The temporal dynamics provided by the Google Trends tool were irregular and governed by sudden changes. The following keywords received constantly high attention from American web users within the considered time range: earth, life, energy and resilience. Conversely, the keywords that received low interest from American web users were: culture, society, environment, sustainable development and biodiversity. Ecosystem services presented the most irregular behaviour: up to 2009 it had almost been ignored by Google users, then in 2010, there was a sudden explosion of interest.

In order to summarise the results of the most meaningful web-profile indicators on the basis of our study objectives (WOS.09–10%; WOS.V1; WOS.V2; WGY.en%; WGB.en%; WGT.us.V1 – see Table 2 for labels), we plotted radar graphs for 7 selected keywords: water, life, love, ecosystem services, resilience, ecosystem, environment (Fig. 3). These graphs highlighted differences in popularity between:

  • representative keywords from different subject contexts (see Table 1): primordial entities (water), personal sphere (life, love), sustainable development (ecosystem services, resilience), and systemic approaches (ecosystem, environment);
  • specific scientific terms (i.e. ecosystem services) compared to both scientific terms that have started to permeate everyday language (i.e. ecosystem), and scientific terms that are used in everyday language (i.e. environment).

Furthermore, the radar graphs displayed the results according to four different interpretation criteria: (c1) relevance in the scientific context: WOS.09–10%, WOS.V1, WOS.V2; (c2) current relevance in the world: WOS.09–10%, WGY.en%, WGB.en%; (c3) relevance in the personal sphere: WGB.en%, WGT.us.V1; (c4) emerging and stabilised trends of dynamic variation: WOS.V1, WOS.V2, WGT.us.V1. This analysis did not consider more specific web contexts, such as the web news expressed by the New York Times archives.

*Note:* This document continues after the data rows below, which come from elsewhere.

//! Cited-document text extraction and section splitting.
//!
//! A `DocumentParser` turns a downloaded PDF into text where section headings
//! are marked with a leading `#`; `split_sections` then cuts that text into
//! `(heading, body)` pairs for scoring.

use crate::error::{CitationError, Result};
use crate::models::CitedSection;

use once_cell::sync::Lazy;
use regex::Regex;
use std::path::Path;
use std::process::Command;

/// Heading given to text that precedes the first marked heading.
pub const PREAMBLE_HEADING: &str = "Document";

/// Converts a cited document into heading-marked text. Runs on the blocking
/// thread pool.
pub trait DocumentParser: Send + Sync {
    fn parse(&self, path: &Path) -> Result<String>;
}

// ============================================================================
// PDF Text Extraction
// ============================================================================

/// Extracts PDF text with `pdf-extract`, falling back to poppler's `pdftotext`,
/// then marks lines that look like section headings.
#[derive(Debug, Default, Clone, Copy)]
pub struct PdfTextParser;

impl DocumentParser for PdfTextParser {
    fn parse(&self, path: &Path) -> Result<String> {
        let text = match run_pdf_extract(path) {
            Ok(text) if !text.trim().is_empty() => text,
            first => {
                let first_err = first.err().unwrap_or_else(|| "no text extracted".to_string());
                tracing::debug!(path = %path.display(), error = %first_err, "pdf-extract failed, trying pdftotext");
                run_pdftotext(path).map_err(|e| CitationError::Parse {
                    path: path.to_path_buf(),
                    reason: format!("{}; {}", first_err, e),
                })?
            }
        };

        if text.trim().is_empty() {
            return Err(CitationError::Parse {
                path: path.to_path_buf(),
                reason: "document has no extractable text".to_string(),
            });
        }
        Ok(mark_headings(&text))
    }
}

/// Extract text using the `pdf-extract` crate (no external dependency).
fn run_pdf_extract(path: &Path) -> std::result::Result<String, String> {
    let bytes = std::fs::read(path).map_err(|e| format!("Cannot read PDF: {}", e))?;
    pdf_extract::extract_text_from_mem(&bytes).map_err(|e| format!("pdf-extract failed: {}", e))
}

/// Run `pdftotext` and return stdout as a String.
fn run_pdftotext(path: &Path) -> std::result::Result<String, String> {
    let output = Command::new("pdftotext")
        .arg(path.as_os_str())
        .arg("-")
        .output()
        .map_err(|e| format!("Failed to run pdftotext: {}. Is poppler installed?", e))?;

    if !output.status.success() {
        let stderr = String::from_utf8_lossy(&output.stderr);
        return Err(format!("pdftotext failed: {}", stderr.trim()));
    }

    String::from_utf8(output.stdout).map_err(|e| format!("pdftotext output not valid UTF-8: {}", e))
}

// ============================================================================
// Heading Detection
// ============================================================================

/// Prefix `# ` to lines that look like section headings: numbered titles
/// ("3 Model Architecture", "4.2. Training") and well-known unnumbered ones
/// ("Abstract", "RELATED WORK").
pub fn mark_headings(text: &str) -> String {
    static NUMBERED: Lazy<Regex> = Lazy::new(|| {
        Regex::new(r"^(?:\d{1,2}(?:\.\d{1,2}){0,2}\.?|[IVX]{1,4}\.)\s+[A-Z][A-Za-z0-9\-:,' ]{2,70}$").unwrap()
    });
    static NAMED: Lazy<Regex> = Lazy::new(|| {
        Regex::new(
            r"(?i)^(?:abstract|introduction|background|related work|preliminaries|methods?|methodology|approach|experiments?|experimental setup|evaluation|results|discussion|limitations|conclusions?|future work|references|bibliography|appendix(?: [A-Z])?)$",
        )
        .unwrap()
    });

    let mut out = String::with_capacity(text.len() + 64);
    for line in text.lines() {
        let trimmed = line.trim();
        let is_heading = heading_text(trimmed).is_none()
            && (NAMED.is_match(trimmed)
                || (NUMBERED.is_match(trimmed)
                    && trimmed.split_whitespace().count() <= 9
                    && !trimmed.ends_with('.')));
        if is_heading {
            out.push_str("# ");
            out.push_str(trimmed);
        } else {
            out.push_str(line);
        }
        out.push('\n');
    }
    out
}

/// Heading text of a marked line (`# Intro`, `### 2.1 Setup`), or `None`.
fn heading_text(line: &str) -> Option<&str> {
    let rest = line.trim_start();
    let after = rest.trim_start_matches('#');
    if after.len() == rest.len() {
        return None;
    }
    if !after.is_empty() && !after.starts_with(char::is_whitespace) {
        return None;
    }
    Some(after.trim())
}

// ============================================================================
// Section Splitting
// ============================================================================

/// Split heading-marked text into sections. Text before the first heading (or
/// all text, when there is none) is titled `PREAMBLE_HEADING`; sections whose
/// body is blank are dropped.
pub fn split_sections(text: &str) -> Vec<CitedSection> {
    let mut sections = Vec::new();
    let mut heading = PREAMBLE_HEADING.to_string();
    let mut body = String::new();

    for line in text.lines() {
        match heading_text(line) {
            Some(next) => {
                push_section(&mut sections, heading, &body);
                heading = if next.is_empty() {
                    "Untitled section".to_string()
                } else {
                    next.to_string()
                };
                body.clear();
            }
            None => {
                body.push_str(line);
                body.push('\n');
            }
        }
    }
    push_section(&mut sections, heading, &body);
    sections
}

fn push_section(sections: &mut Vec<CitedSection>, heading: String, body: &str) {
    let body = body.trim();
    if !body.is_empty() {
        sections.push(CitedSection {
            heading,
            body: body.to_string(),
        });
    }
}

#[cfg(test)]
mod tests {
    use super::*;
    use std::path::PathBuf;

    fn load_fixture(name: &str) -> String {
        let path = PathBuf::from(env!("CARGO_MANIFEST_DIR"))
            .join("tests")
            .join("fixtures")
            .join(name);
        std::fs::read_to_string(&path)
            .unwrap_or_else(|e| panic!("Cannot load fixture {}: {}", path.display(), e))
    }

    #[test]
    fn test_split_fixture_document() {
        let sections = split_sections(&load_fixture("cited_transformer.txt"));
        let headings: Vec<&str> = sections.iter().map(|s| s.heading.as_str()).collect();
        assert_eq!(
            headings,
            vec!["Document", "Abstract", "1 Introduction", "3 Model Architecture", "6 Results"]
        );
        assert_eq!(sections[0].body, "Attention Is All You Need");
        assert!(sections[3].body.contains("stacked self-attention"));
    }

    #[test]
    fn test_no_headings_is_one_document_section() {
        let sections = split_sections("just some text\nover two lines");
        assert_eq!(sections.len(), 1);
        assert_eq!(sections[0].heading, PREAMBLE_HEADING);
        assert_eq!(sections[0].body, "just some text\nover two lines");
    }

    #[test]
    fn test_blank_sections_dropped() {
        let sections = split_sections("# Empty\n\n## Filled\nbody\n#\nmore");
        let headings: Vec<&str> = sections.iter().map(|s| s.heading.as_str()).collect();
        assert_eq!(headings, vec!["Filled", "Untitled section"]);
    }

    #[test]
    fn test_hashtag_is_not_a_heading() {
        let sections = split_sections("#hashtag in text\nmore");
        assert_eq!(sections.len(), 1);
        assert_eq!(sections[0].heading, PREAMBLE_HEADING);
    }

    #[test]
    fn test_empty_text_has_no_sections() {
        assert!(split_sections("").is_empty());
        assert!(split_sections("   \n\n").is_empty());
    }

    #[test]
    fn test_mark_headings() {
        let text = "Title line\nAbstract\nWe do things.\n3 Model Architecture\nBody text here.\n2 pages were used in total for this long sentence that ends.\nRELATED WORK\n# Already marked";
        let marked = mark_headings(text);
        let lines: Vec<&str> = marked.lines().collect();
        assert_eq!(lines[0], "Title line");
        assert_eq!(lines[1], "# Abstract");
        assert_eq!(lines[3], "# 3 Model Architecture");
        assert_eq!(lines[4], "Body text here.");
        assert!(!lines[5].starts_with('#'));
        assert_eq!(lines[6], "# RELATED WORK");
        assert_eq!(lines[7], "# Already marked");
    }

    #[test]
    fn test_missing_pdf_is_parse_error() {
        let err = PdfTextParser
            .parse(Path::new("/nonexistent/definitely-missing.pdf"))
            .unwrap_err();
        assert!(matches!(err, CitationError::Parse { .. }));
    }
}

Figure 4 demonstrates that life was the most widespread keyword, due to its high relevance in both scientific and general/social contexts (c1, c2, c3). There was also a moderate increase in its relevance (c4) in the Web of Science databases. Water received the most attention in the scientific context (c1), and high levels of attention in the other web contexts (c2, c3), but its relevance did not increase as significantly over time (c4). Love and ecosystem services were poles apart: the former dominated the personal sphere (c3) but increased negligibly over time (c4), whereas the latter was very unpopular in general/social contexts (c2, c3), but was the most relevant new keyword (c4). Resilience and ecosystem behaved in a similar way to ecosystem services. The web profile of the keyword environment, however, was midway between these two extremes.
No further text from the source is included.